The question of a distinction between a garden and a farm is something I am constantly wrangling with here at the farm. I know that when we say “we have a farm in Earlwood”, and surprised people respond with the question “you have a farm in Earlwood?”, the image that the word “farm” conjures in the minds of others is very different to what we actually do. If they went to Love is Love Farm, they would say “yeah, you guys have a farm!” But we have what most people would recognise as a garden. We say farm because it is a stated intention to work towards something bigger.

At the dinner in Atlanta, a girl I was speaking to had a very specific definition of the distinction between gardening and farming, in fact she teaches a community workshop on this very question. A garden, on the one hand, is something someone does as a hobby, on the side of other primary work. The garden can possibly be growing edible food, often it is ultimately an aesthetic project or exercise in wellbeing. A farm, on the other hand, is where every cabbage is an individual unit of economic value carefully calculated to correspond with the farmer’s required sales in order to cover costs. A farm is where a lettuce is part of a livelihood, not where a tomato is nice by-product of a risk-free pastime. It’s a good distinction. It’s the same distinction that exists across the board between, say, writers and bloggers, indeed, it is just the old distinction between the professional and the amateur. And, upon hearing it, it made me feel like less of a farmer, more like a gardener with delusions of grandeur (We have a website, for God’s sake! How embarrassing!). I talked to Joe about it afterwards. Joe, who hasn’t seen the farm and whose livelihood (and that of his few employees) depends on his careful plantings of lettuce and mushrooms and everything in between at Love is Love endorses our use of the word “farm” in spite of this distinction. He’s very nice.

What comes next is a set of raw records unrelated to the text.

//! crates/cli/src/error.rs
//!
//! Failures surfaced by the front-end and their exit codes.

use std::io;
use std::path::PathBuf;

use displacement::ConfigError;
use logging::TracingInitError;
use pagestore::{CollisionLogError, StoreError};
use thiserror::Error;

/// Exit code for usage and configuration errors.
pub const EXIT_USAGE: i32 = 1;
/// Exit code for page lookup, read and write failures.
pub const EXIT_IO: i32 = 2;
/// Exit code when a single-pair comparison ends in a size mismatch.
pub const EXIT_SIZE_MISMATCH: i32 = 3;

/// Errors raised while executing a command.
#[derive(Debug, Error)]
pub enum CliError {
    /// Rejected command-line input.
    #[error("{0}")]
    Usage(String),
    /// Classifier settings failed validation.
    #[error("invalid classifier configuration: {0}")]
    Config(#[from] ConfigError),
    /// The `--config` file could not be read.
    #[error("cannot read configuration file {}: {source}", path.display())]
    ConfigRead {
        /// Configuration file.
        path: PathBuf,
        /// Underlying failure.
        #[source]
        source: io::Error,
    },
    /// The `--config` file is not a valid classifier configuration.
    #[error("cannot parse configuration file {}: {source}", path.display())]
    ConfigParse {
        /// Configuration file.
        path: PathBuf,
        /// Underlying failure.
        #[source]
        source: serde_json::Error,
    },
    /// Diagnostics could not be set up.
    #[error(transparent)]
    Logging(#[from] TracingInitError),
    /// Page lookup, read or slide failure.
    #[error(transparent)]
    Store(#[from] StoreError),
    /// Collision log failure.
    #[error("cannot read collision log: {0}")]
    CollisionLog(#[from] CollisionLogError),
    /// Reading an auxiliary input or writing output failed.
    #[error("{context}: {source}")]
    Io {
        /// What was being done.
        context: String,
        /// Underlying failure.
        #[source]
        source: io::Error,
    },
}

impl CliError {
    /// Wraps an I/O failure with a short description of the operation.
    pub fn io(context: impl Into<String>, source: io::Error) -> Self {
        Self::Io {
            context: context.into(),
            source,
        }
    }

    /// Process exit code for this error.
    pub const fn exit_code(&self) -> i32 {
        match self {
            Self::Usage(_)
            | Self::Config(_)
            | Self::ConfigRead { .. }
            | Self::ConfigParse { .. }
            | Self::Logging(_)
            | Self::Store(StoreError::PayloadTooLong { .. }) => EXIT_USAGE,
            Self::Store(_) | Self::CollisionLog(_) | Self::Io { .. } => EXIT_IO,
        }
    }
}
//! End-to-end scenarios across the registry and transcoder.

use std::sync::Arc;
use std::thread;

use crate::*;

const FRAME: usize = 320; // 20ms at 16kHz

fn tone_frame(index: usize, freq: f32, amplitude: f32) -> Vec<u8> {
    let mut data = Vec::with_capacity(FRAME * 2);
    for i in 0..FRAME {
        let t = (index * FRAME + i) as f32 / 16000.0;
        let sample = ((t * freq * 2.0 * std::f32::consts::PI).sin() * amplitude) as i16;
        data.extend_from_slice(&sample.to_le_bytes());
    }
    data
}

/// Runs `frames` encode/decode calls on fresh sessions, returning every
/// packet and decoded frame.
fn run_stream(registry: &Registry, frames: usize, freq: f32, amplitude: f32) -> Vec<(Vec<u8>, Vec<u8>)> {
    let enc = registry
        .create_encoder(&EncoderConfig {
            vbr: true,
            dtx: false,
            ..EncoderConfig::default()
        })
        .unwrap();
    let dec = registry.create_decoder(&DecoderConfig::default()).unwrap();

    let mut out = Vec::with_capacity(frames);
    for index in 0..frames {
        let pcm = tone_frame(index, freq, amplitude);
        let packet = registry.encode(enc, &pcm, FRAME as i32).unwrap();
        let decoded = registry.decode(dec, &packet, FRAME as i32).unwrap();
        assert_eq!(decoded.len(), FRAME * 2);
        out.push((packet, decoded));
    }

    registry.release(enc, Role::Encoder).unwrap();
    registry.release(dec, Role::Decoder).unwrap();
    out
}

#[test]
fn test_voice_call_scenario() {
    let registry = Registry::default();
    let token = registry
        .create_encoder(&EncoderConfig {
            sample_rate: 16000,
            channels: 1,
            application: Application::VoIP.raw(),
            bitrate: 16000,
            complexity: 5,
            vbr: false,
            dtx: true,
        })
        .unwrap();
    assert!(!token.is_none());

    let packet = registry.encode(token, &[0u8; 320], 160).unwrap();
    assert!(!packet.is_empty());
    assert!(packet.len() <= 1024);

    registry.release(token, Role::Encoder).unwrap();
    assert_eq!(
        registry.encode(token, &[0u8; 320], 160),
        Err(BridgeError::Released(token))
    );
}

#[test]
fn test_sessions_do_not_share_state() {
    let registry = Registry::default();
    let reference_a = run_stream(&registry, 50, 440.0, 8000.0);
    let reference_b = run_stream(&registry, 50, 1200.0, 3000.0);

    // Same input on fresh sessions yields the same output, regardless of
    // what another session did in between.
    assert_eq!(run_stream(&registry, 50, 440.0, 8000.0), reference_a);
    assert_ne!(reference_a, reference_b);
    assert_eq!(registry.live_sessions(), 0);
}

#[test]
fn test_concurrent_sessions_are_isolated() {
    const FRAMES: usize = 1000;

    let reference = Registry::default();
    let expected_a = run_stream(&reference, FRAMES, 440.0, 8000.0);
    let expected_b = run_stream(&reference, FRAMES, 1200.0, 3000.0);

    let registry = Arc::new(Registry::default());
    let a = {
        let registry = Arc::clone(&registry);
        thread::spawn(move || run_stream(&registry, FRAMES, 440.0, 8000.0))
    };
    let b = {
        let registry = Arc::clone(&registry);
        thread::spawn(move || run_stream(&registry, FRAMES, 1200.0, 3000.0))
    };

    let got_a = a.join().unwrap();
    let got_b = b.join().unwrap();
    assert_eq!(got_a.len(), FRAMES);
    assert_eq!(got_b.len(), FRAMES);
    assert!(got_a == expected_a, "stream A diverged under concurrency");
    assert!(got_b == expected_b, "stream B diverged under concurrency");
    assert_eq!(registry.live_sessions(), 0);
}

#[test]
fn test_concurrent_create_release() {
    let registry = Arc::new(Registry::default());
    let handles: Vec<_> = (0..8)
        .map(|_| {
            let registry = Arc::clone(&registry);
            thread::spawn(move || {
                let mut tokens = Vec::new();
                for _ in 0..25 {
                    tokens.push(registry.create_decoder(&DecoderConfig::default()).unwrap());
                }
                for token in &tokens {
                    registry.release(*token, Role::Decoder).unwrap();
                }
                tokens
            })
        })
        .collect();

    let mut all: Vec<Token> = handles.into_iter().flat_map(|h| h.join().unwrap()).collect();
    all.sort();
    all.dedup();
    assert_eq!(all.len(), 200);
    assert_eq!(registry.live_sessions(), 0);
}

#[test]
fn test_release_during_use_is_rejected_afterwards() {
    let registry = Registry::default();
    let enc = registry.create_encoder(&EncoderConfig::default()).unwrap();
    let session = registry.encoder(enc).unwrap();

    registry.release(enc, Role::Encoder).unwrap();

    // An in-flight reference finishes its call; new lookups fail.
    let packet = session
        .lock()
        .encode_frame(&[0u8; 640], 320, registry.config().max_packet_bytes)
        .unwrap();
    assert!(!packet.is_empty());
    drop(session);
    assert_eq!(registry.encode(enc, &[0u8; 640], 320), Err(BridgeError::Released(enc)));
}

While I do believe that it also shouldn’t just be reserved for the business of selling food and I do think that what Joe and Judith do is more Farm than Earlwood Farm, I’m not going to change the name of the farm. For me, as someone who is risk averse and thoroughly institutionalised, the idea of dropping everything to start an independent small farming business simply does not compute. I want to know how t0 take such risks, but I am slow in the uptake of information, slow in deciding how to go about decisions and even slower to act upon the decision made. This farm is a personal transition town. The economy is not one of lettuce for money, a direct exchange. The economy is of time, labour time and in an attempt to making time for the labour outside a professionalised market of direct exchange. This is a durational kind of exchange between us and the soil, between us and the chickens. It is an exchange between worms and our scraps, between us and our scraps, between us and the worms, and the worms and the chickens. It’s a farm of a different order; it is of a different temporality and operating on a different time scale to the one that governs the rules of small business.

Anyway. That’s enough on that for now.

It is 2014. We currently have in the ground rock and watermelons, corn, basil, tomatoes, pumpkins, zucchini, chilli, cucumber, sage, parsley, rosemary, thyme, okra, rhubarb and we’ve even started growing our own “clucker tucker” so the chickens will get their own home grown food. We’ve built up the beds, built new beds and things keep on growing. I’ll spend more time farming and thinking about time in the days, weeks, months and years to come.

We failed to harvest this black Spanish radish!

We failed to harvest this black Spanish radish!

We made kilos of Green Tomato Chutney with these unwieldy weedy fruit

We made kilos of Green Tomato Chutney with these unwieldy weedy fruit

 

Basil before it is minced into Pesto

Basil before it is minced into Pesto

The first shoots of "Clucker Tucker" for the Chookies!

The first shoots of “Clucker Tucker” for the Chookies!